### About this task
Find every line of the records that has "ProviderConfig" and return it.

### Dataset extract
Segment Open

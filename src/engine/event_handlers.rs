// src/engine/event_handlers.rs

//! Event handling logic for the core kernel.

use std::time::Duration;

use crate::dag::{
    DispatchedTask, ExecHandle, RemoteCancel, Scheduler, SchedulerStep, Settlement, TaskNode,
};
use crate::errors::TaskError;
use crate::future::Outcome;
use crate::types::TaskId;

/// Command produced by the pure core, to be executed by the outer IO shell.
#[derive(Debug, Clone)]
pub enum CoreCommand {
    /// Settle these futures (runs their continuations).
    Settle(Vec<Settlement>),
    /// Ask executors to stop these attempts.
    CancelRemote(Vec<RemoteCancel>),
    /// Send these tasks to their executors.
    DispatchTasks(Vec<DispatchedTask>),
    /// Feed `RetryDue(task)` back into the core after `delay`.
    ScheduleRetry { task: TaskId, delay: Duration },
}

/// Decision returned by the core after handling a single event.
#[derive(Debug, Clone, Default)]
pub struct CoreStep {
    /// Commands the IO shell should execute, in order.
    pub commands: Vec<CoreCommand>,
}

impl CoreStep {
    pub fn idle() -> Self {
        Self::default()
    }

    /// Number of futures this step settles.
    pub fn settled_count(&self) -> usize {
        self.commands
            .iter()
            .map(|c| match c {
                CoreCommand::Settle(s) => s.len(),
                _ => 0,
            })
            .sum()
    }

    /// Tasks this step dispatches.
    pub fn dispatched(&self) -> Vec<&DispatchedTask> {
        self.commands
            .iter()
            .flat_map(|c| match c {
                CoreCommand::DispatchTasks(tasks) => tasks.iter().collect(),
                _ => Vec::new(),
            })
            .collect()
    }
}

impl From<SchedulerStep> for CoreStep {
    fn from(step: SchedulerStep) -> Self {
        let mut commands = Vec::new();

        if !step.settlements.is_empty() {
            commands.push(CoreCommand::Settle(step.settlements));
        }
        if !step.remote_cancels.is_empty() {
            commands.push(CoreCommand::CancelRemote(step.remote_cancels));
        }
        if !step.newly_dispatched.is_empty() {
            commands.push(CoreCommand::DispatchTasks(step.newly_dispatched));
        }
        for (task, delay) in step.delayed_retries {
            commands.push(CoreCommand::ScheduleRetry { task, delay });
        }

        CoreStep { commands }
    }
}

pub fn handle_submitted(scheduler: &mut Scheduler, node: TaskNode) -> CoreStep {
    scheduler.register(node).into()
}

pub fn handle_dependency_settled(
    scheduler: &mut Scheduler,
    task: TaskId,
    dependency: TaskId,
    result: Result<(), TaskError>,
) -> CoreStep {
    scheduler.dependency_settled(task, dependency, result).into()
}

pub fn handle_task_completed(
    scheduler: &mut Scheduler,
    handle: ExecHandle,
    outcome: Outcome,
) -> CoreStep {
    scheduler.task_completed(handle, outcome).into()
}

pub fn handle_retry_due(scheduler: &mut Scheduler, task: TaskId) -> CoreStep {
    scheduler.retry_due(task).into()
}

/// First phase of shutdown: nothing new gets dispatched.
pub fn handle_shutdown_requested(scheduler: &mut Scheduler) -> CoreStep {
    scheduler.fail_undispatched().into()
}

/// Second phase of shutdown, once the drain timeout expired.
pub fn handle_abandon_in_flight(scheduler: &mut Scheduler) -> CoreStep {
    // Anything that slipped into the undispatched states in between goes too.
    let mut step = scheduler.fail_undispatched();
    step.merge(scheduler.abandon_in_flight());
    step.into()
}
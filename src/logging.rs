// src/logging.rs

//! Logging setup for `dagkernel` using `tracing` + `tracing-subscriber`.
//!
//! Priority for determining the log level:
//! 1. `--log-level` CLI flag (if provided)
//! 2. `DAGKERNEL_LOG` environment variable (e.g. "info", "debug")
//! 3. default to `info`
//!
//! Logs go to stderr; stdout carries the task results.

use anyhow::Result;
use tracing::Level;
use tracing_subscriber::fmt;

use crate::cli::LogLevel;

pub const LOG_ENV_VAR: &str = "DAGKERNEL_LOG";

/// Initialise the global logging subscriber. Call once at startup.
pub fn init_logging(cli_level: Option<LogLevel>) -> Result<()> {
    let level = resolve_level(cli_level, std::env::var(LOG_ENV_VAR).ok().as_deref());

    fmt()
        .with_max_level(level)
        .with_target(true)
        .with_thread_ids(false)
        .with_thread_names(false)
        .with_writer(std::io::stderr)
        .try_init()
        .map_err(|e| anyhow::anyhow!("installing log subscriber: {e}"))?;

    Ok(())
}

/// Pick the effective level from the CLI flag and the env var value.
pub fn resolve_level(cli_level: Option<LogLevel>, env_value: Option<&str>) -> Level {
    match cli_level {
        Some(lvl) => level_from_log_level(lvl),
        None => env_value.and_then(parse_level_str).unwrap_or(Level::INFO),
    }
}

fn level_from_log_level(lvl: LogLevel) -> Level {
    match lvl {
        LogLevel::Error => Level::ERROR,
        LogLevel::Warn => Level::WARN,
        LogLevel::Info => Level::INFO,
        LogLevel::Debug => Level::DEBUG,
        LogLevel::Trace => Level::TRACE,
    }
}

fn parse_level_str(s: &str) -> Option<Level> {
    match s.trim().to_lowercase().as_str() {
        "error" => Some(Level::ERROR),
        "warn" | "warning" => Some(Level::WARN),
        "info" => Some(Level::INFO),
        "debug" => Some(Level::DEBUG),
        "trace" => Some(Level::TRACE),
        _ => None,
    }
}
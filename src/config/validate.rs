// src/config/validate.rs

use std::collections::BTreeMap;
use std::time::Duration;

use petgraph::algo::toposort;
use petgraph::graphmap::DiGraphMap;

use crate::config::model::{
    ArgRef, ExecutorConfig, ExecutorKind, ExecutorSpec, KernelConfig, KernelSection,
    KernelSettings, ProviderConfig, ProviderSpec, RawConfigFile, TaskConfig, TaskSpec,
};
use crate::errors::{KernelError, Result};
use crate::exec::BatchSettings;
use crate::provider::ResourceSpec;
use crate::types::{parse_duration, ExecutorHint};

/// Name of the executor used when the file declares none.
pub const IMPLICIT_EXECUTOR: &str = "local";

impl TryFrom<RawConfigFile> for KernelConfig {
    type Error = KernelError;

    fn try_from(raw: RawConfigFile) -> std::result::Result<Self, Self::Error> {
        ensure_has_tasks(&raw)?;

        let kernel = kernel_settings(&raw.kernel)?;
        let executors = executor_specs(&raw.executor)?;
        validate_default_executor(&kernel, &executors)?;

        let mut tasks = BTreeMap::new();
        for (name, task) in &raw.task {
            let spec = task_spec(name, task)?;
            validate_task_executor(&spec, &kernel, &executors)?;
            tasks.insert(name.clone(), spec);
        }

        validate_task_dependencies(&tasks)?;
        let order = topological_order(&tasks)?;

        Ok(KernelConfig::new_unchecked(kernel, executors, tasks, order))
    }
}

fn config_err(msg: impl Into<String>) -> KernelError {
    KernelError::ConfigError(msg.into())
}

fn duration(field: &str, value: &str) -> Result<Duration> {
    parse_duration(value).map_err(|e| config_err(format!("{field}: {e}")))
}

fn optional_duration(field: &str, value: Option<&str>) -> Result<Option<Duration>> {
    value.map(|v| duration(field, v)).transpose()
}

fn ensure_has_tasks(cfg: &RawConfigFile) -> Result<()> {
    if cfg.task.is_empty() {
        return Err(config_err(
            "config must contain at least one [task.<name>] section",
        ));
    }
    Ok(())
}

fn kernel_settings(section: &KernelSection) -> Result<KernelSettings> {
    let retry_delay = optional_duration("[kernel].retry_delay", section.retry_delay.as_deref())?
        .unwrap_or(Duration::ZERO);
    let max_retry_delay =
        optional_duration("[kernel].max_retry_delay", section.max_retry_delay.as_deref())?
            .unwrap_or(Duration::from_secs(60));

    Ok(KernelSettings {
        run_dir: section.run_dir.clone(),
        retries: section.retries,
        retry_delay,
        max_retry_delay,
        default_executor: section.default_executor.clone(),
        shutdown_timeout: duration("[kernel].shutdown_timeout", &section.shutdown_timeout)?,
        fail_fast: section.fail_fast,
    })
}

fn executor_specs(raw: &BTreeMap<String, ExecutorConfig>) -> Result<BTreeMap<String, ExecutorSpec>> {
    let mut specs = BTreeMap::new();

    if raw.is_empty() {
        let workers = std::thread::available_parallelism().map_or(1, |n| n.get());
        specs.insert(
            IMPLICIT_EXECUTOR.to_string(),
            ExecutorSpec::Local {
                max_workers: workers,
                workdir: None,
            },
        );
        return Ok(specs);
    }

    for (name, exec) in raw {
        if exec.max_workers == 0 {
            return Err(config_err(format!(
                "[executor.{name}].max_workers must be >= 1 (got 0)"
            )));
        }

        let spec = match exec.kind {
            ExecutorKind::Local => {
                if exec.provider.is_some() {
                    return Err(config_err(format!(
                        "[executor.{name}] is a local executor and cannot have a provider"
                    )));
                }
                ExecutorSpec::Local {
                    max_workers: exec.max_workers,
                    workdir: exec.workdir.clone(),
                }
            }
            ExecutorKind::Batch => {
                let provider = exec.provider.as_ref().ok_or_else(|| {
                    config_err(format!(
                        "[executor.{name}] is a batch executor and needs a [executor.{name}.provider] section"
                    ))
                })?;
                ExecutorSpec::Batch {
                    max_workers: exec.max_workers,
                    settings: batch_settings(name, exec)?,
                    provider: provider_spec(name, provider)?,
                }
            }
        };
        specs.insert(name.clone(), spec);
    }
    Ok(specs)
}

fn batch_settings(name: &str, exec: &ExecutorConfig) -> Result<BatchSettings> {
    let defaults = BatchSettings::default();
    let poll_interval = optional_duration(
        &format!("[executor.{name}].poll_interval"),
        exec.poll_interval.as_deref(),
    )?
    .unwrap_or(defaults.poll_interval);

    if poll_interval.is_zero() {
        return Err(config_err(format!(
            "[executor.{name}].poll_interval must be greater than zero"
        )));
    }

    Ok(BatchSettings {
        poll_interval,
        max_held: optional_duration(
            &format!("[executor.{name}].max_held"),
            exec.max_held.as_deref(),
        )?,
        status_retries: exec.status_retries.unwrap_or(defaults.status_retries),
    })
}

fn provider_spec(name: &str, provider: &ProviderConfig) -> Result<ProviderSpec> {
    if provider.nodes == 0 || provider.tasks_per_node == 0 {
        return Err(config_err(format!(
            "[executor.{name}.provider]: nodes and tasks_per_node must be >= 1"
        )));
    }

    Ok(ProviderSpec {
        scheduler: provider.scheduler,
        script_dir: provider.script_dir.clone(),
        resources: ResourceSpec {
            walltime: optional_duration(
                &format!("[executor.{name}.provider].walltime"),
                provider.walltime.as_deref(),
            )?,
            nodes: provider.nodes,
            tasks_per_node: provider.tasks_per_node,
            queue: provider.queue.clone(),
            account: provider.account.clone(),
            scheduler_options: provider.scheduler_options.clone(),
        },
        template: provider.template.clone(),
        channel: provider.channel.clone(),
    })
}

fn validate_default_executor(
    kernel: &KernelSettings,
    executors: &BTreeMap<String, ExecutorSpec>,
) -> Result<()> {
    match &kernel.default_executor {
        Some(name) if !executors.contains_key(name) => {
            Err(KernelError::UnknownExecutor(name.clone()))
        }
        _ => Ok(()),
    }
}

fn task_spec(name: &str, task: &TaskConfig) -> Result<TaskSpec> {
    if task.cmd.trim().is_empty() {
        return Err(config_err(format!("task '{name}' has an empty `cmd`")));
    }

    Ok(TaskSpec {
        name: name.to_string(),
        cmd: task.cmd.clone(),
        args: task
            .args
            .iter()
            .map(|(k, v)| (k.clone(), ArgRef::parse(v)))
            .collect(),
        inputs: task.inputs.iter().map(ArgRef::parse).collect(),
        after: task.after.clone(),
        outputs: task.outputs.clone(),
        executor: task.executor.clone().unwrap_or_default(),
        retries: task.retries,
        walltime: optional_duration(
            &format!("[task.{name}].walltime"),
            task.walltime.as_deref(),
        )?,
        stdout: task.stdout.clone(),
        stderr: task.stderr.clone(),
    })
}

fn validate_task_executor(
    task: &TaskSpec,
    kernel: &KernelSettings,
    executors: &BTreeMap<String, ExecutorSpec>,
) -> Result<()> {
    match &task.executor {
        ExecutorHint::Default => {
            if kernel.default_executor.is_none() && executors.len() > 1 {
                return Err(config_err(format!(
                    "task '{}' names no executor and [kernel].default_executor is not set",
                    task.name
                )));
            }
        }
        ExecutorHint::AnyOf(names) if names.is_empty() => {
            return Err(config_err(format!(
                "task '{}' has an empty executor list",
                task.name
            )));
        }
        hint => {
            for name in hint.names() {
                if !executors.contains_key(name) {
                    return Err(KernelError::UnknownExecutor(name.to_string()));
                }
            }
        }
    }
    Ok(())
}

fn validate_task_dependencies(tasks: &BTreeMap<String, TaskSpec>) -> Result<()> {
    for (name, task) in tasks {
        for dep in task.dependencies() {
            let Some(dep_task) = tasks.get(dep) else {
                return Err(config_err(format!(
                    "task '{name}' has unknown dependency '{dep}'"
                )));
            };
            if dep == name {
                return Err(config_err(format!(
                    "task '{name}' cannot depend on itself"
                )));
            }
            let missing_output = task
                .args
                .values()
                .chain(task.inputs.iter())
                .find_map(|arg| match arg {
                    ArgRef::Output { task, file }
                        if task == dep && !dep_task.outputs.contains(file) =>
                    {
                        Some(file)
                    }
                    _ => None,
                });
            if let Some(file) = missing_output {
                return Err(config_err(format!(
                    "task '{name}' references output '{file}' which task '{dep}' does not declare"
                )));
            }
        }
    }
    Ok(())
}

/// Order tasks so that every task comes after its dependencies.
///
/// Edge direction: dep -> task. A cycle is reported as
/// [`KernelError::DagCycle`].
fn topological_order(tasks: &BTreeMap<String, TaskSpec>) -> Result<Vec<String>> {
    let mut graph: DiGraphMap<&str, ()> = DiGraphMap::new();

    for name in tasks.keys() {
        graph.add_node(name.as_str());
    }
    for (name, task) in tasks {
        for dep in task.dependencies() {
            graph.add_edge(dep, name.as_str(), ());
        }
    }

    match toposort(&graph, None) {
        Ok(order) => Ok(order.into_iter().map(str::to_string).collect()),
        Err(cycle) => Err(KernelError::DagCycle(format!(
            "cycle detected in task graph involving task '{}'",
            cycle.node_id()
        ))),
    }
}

Segment Closed

### Solution to this exercise
    KernelSettings, ProviderConfig, ProviderSpec, RawConfigFile, TaskConfig, TaskSpec,
fn provider_spec(name: &str, provider: &ProviderConfig) -> Result<ProviderSpec> {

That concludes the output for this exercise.